Your assignment: Go through the listing and copy each line with the string "rainy".

──────── Dataset records

use prompt_core::protocol::{FieldSpec, FormatMode, Selection};
use prompt_core::{Catalog, PromptError, PromptSession};
use rand::rngs::StdRng;
use rand::SeedableRng;

#[test]
fn select_and_generate() {
    let mut s = PromptSession::new(Catalog::reference(), "SCIFI").unwrap();
    assert_eq!(s.context(), "scifi");

    s.set_subject("A rogue AI android");
    s.select(FieldSpec::Style, Selection::catalog("Cyberpunk")).unwrap();
    s.select(FieldSpec::Lighting, Selection::catalog("Neon Lights")).unwrap();
    s.select(FieldSpec::Quality, Selection::catalog("4k")).unwrap();

    assert_eq!(
        s.generate().unwrap().positive,
        "A rogue AI android, Cyberpunk, Neon Lights, 4k"
    );

    s.set_format(FormatMode::Natural);
    assert_eq!(
        s.generate().unwrap().positive,
        "A rogue AI android, in Cyberpunk style, with Neon Lights lighting, 4k"
    );
}

#[test]
fn rejects_values_from_another_context() {
    let mut s = PromptSession::new(Catalog::reference(), "photo").unwrap();
    let err = s
        .select(FieldSpec::Style, Selection::catalog("Cyberpunk"))
        .unwrap_err();
    assert!(matches!(
        err,
        PromptError::UnknownOption { field: FieldSpec::Style, ref value } if value == "Cyberpunk"
    ));
    assert_eq!(s.selection(FieldSpec::Style), &Selection::None);

    // Free text is never checked against the catalog.
    s.select(FieldSpec::Style, Selection::custom("Cyberpunk")).unwrap();
    assert_eq!(s.selection(FieldSpec::Style), &Selection::custom("Cyberpunk"));
}

#[test]
fn switching_context_resets_every_field() {
    let mut s = PromptSession::new(Catalog::reference(), "fantasy").unwrap();
    s.set_subject("An ancient dragon");
    s.select(FieldSpec::Medium, Selection::catalog("Watercolor")).unwrap();
    s.select(FieldSpec::Color, Selection::custom("emerald")).unwrap();
    s.select(FieldSpec::Quality, Selection::catalog("8k")).unwrap();

    s.load_context("horror").unwrap();

    assert_eq!(s.context(), "horror");
    assert!(s.selections().is_empty());
    assert_eq!(s.subject(), "An ancient dragon");
    assert_eq!(s.generate().unwrap().positive, "An ancient dragon");
}

#[test]
fn unknown_context_leaves_state_alone() {
    assert!(matches!(
        PromptSession::new(Catalog::reference(), "western"),
        Err(PromptError::UnknownContext(_))
    ));

    let mut s = PromptSession::new(Catalog::reference(), "arch").unwrap();
    s.select(FieldSpec::Material, Selection::catalog("Marble")).unwrap();
    assert!(s.load_context("western").is_err());
    assert_eq!(s.context(), "arch");
    assert_eq!(s.selection(FieldSpec::Material), &Selection::catalog("Marble"));
}

#[test]
fn randomize_fills_everything() {
    let catalog = Catalog::reference();
    let mut s = PromptSession::new(catalog, "scifi").unwrap();
    s.select(FieldSpec::Artist, Selection::custom("nobody")).unwrap();

    let draw = s.randomize(&mut StdRng::seed_from_u64(3)).unwrap();

    assert_eq!(s.context(), draw.context);
    assert_eq!(Some(s.subject()), draw.subject.as_deref());
    assert_eq!(s.selections(), &draw.selections);
    for field in FieldSpec::ALL {
        assert!(matches!(s.selection(field), Selection::Catalog(_)), "{field}");
    }

    let out = s.generate().unwrap();
    assert!(out.positive.starts_with(s.subject()));
    assert_eq!(out.positive.split(", ").count(), 1 + FieldSpec::ALL.len());
}

#[test]
fn request_snapshot() {
    let mut s = PromptSession::new(Catalog::reference(), "photo").unwrap();
    s.set_subject("A rainy city street");
    s.select(FieldSpec::Camera, Selection::catalog("35mm Lens")).unwrap();
    let req = s.request();
    assert_eq!(req.context, "photo");
    assert_eq!(req.subject, "A rainy city street");
    assert_eq!(req.selections.get(FieldSpec::Camera), &Selection::catalog("35mm Lens"));
    assert_eq!(req.format, FormatMode::Standard);
}
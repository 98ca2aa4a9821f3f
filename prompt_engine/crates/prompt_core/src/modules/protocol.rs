pub use prompt_protocol::{
    FieldSpec, FormatMode, PromptRequest, PromptResult, Selection, Selections,
};
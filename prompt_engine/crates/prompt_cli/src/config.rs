use prompt_core::protocol::{FieldSpec, FormatMode};
use prompt_core::Catalog;
use std::borrow::Cow;
use std::path::{Path, PathBuf};

pub const CATALOG_ENV: &str = "PROMPT_CATALOG";
pub const FORMAT_ENV: &str = "PROMPT_FORMAT";

/// `--catalog` wins over `PROMPT_CATALOG`; neither means the built-in catalog.
pub fn catalog_path(flag: Option<PathBuf>) -> Option<PathBuf> {
    flag.or_else(|| {
        std::env::var(CATALOG_ENV)
            .ok()
            .map(|s| s.trim().to_string())
            .filter(|s| !s.is_empty())
            .map(PathBuf::from)
    })
}

pub fn load_catalog(path: Option<&Path>) -> anyhow::Result<Cow<'static, Catalog>> {
    match path {
        Some(p) => {
            tracing::info!("using catalog {}", p.display());
            Ok(Cow::Owned(Catalog::load(p)?))
        }
        None => Ok(Cow::Borrowed(Catalog::reference())),
    }
}

pub fn format_mode(flag: Option<FormatMode>) -> FormatMode {
    if let Some(f) = flag {
        return f;
    }
    let Ok(raw) = std::env::var(FORMAT_ENV) else {
        return FormatMode::default();
    };
    parse_format_env(&raw)
}

fn parse_format_env(raw: &str) -> FormatMode {
    match raw.parse::<FormatMode>() {
        Ok(f) => f,
        Err(e) => {
            tracing::warn!("{FORMAT_ENV}: {e}, falling back to standard");
            FormatMode::default()
        }
    }
}

/// Parses `field=value` as used by `--pick` and `--custom`.
pub fn parse_assignment(raw: &str) -> Result<(FieldSpec, String), String> {
    let (field, value) = raw
        .split_once('=')
        .ok_or_else(|| format!("expected FIELD=VALUE, got {raw:?}"))?;
    let field: FieldSpec = field.parse()?;
    Ok((field, value.to_string()))
}
use crate::modules::catalog::Catalog;
use crate::modules::error::PromptError;
use crate::modules::protocol::{FieldSpec, Selection, Selections};
use serde::Serialize;

/// Source of uniform index draws. Any `rand::Rng` works; tests plug in a
/// scripted source to check the draw order.
pub trait DrawSource {
    /// Returns an index in `0..len`. Never called with `len == 0`.
    fn draw_index(&mut self, len: usize) -> usize;
}

impl<R: rand::Rng + ?Sized> DrawSource for R {
    fn draw_index(&mut self, len: usize) -> usize {
        self.gen_range(0..len)
    }
}

#[derive(Serialize, Debug, Clone, PartialEq, Eq)]
pub struct RandomDraw {
    pub context: String,
    pub subject: Option<String>,
    pub selections: Selections,
}

pub struct Randomizer;

impl Randomizer {
    /// Draw order is fixed: context, subject (only when the context has
    /// suggestions), the seven category fields in composition order, quality.
    pub fn randomize<D: DrawSource + ?Sized>(
        catalog: &Catalog,
        source: &mut D,
    ) -> Result<RandomDraw, PromptError> {
        let keys = catalog.contexts();
        let Some(&context) = pick(source, &keys) else {
            return Err(PromptError::InvalidCatalog("no contexts defined".to_string()));
        };

        let subject = pick(source, catalog.subjects_for(context)?).cloned();

        let mut selections = Selections::new();
        for field in FieldSpec::ALL {
            let options = catalog.selectable_options(context, field)?;
            match pick(source, options) {
                Some(value) => selections.set(field, Selection::catalog(value.as_str())),
                None => log::warn!("context {context:?} has no {field} options; leaving it unset"),
            }
        }

        log::debug!(
            "randomized context={context} subject={subject:?} fields={}",
            selections.iter().filter(|(_, s)| !s.is_none()).count()
        );

        Ok(RandomDraw {
            context: context.to_string(),
            subject,
            selections,
        })
    }
}

fn pick<'a, T, D: DrawSource + ?Sized>(source: &mut D, values: &'a [T]) -> Option<&'a T> {
    if values.is_empty() {
        return None;
    }
    values.get(source.draw_index(values.len()))
}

────────────────

Solution to the exercise:
    s.set_subject("A rainy city street");
    assert_eq!(req.subject, "A rainy city street");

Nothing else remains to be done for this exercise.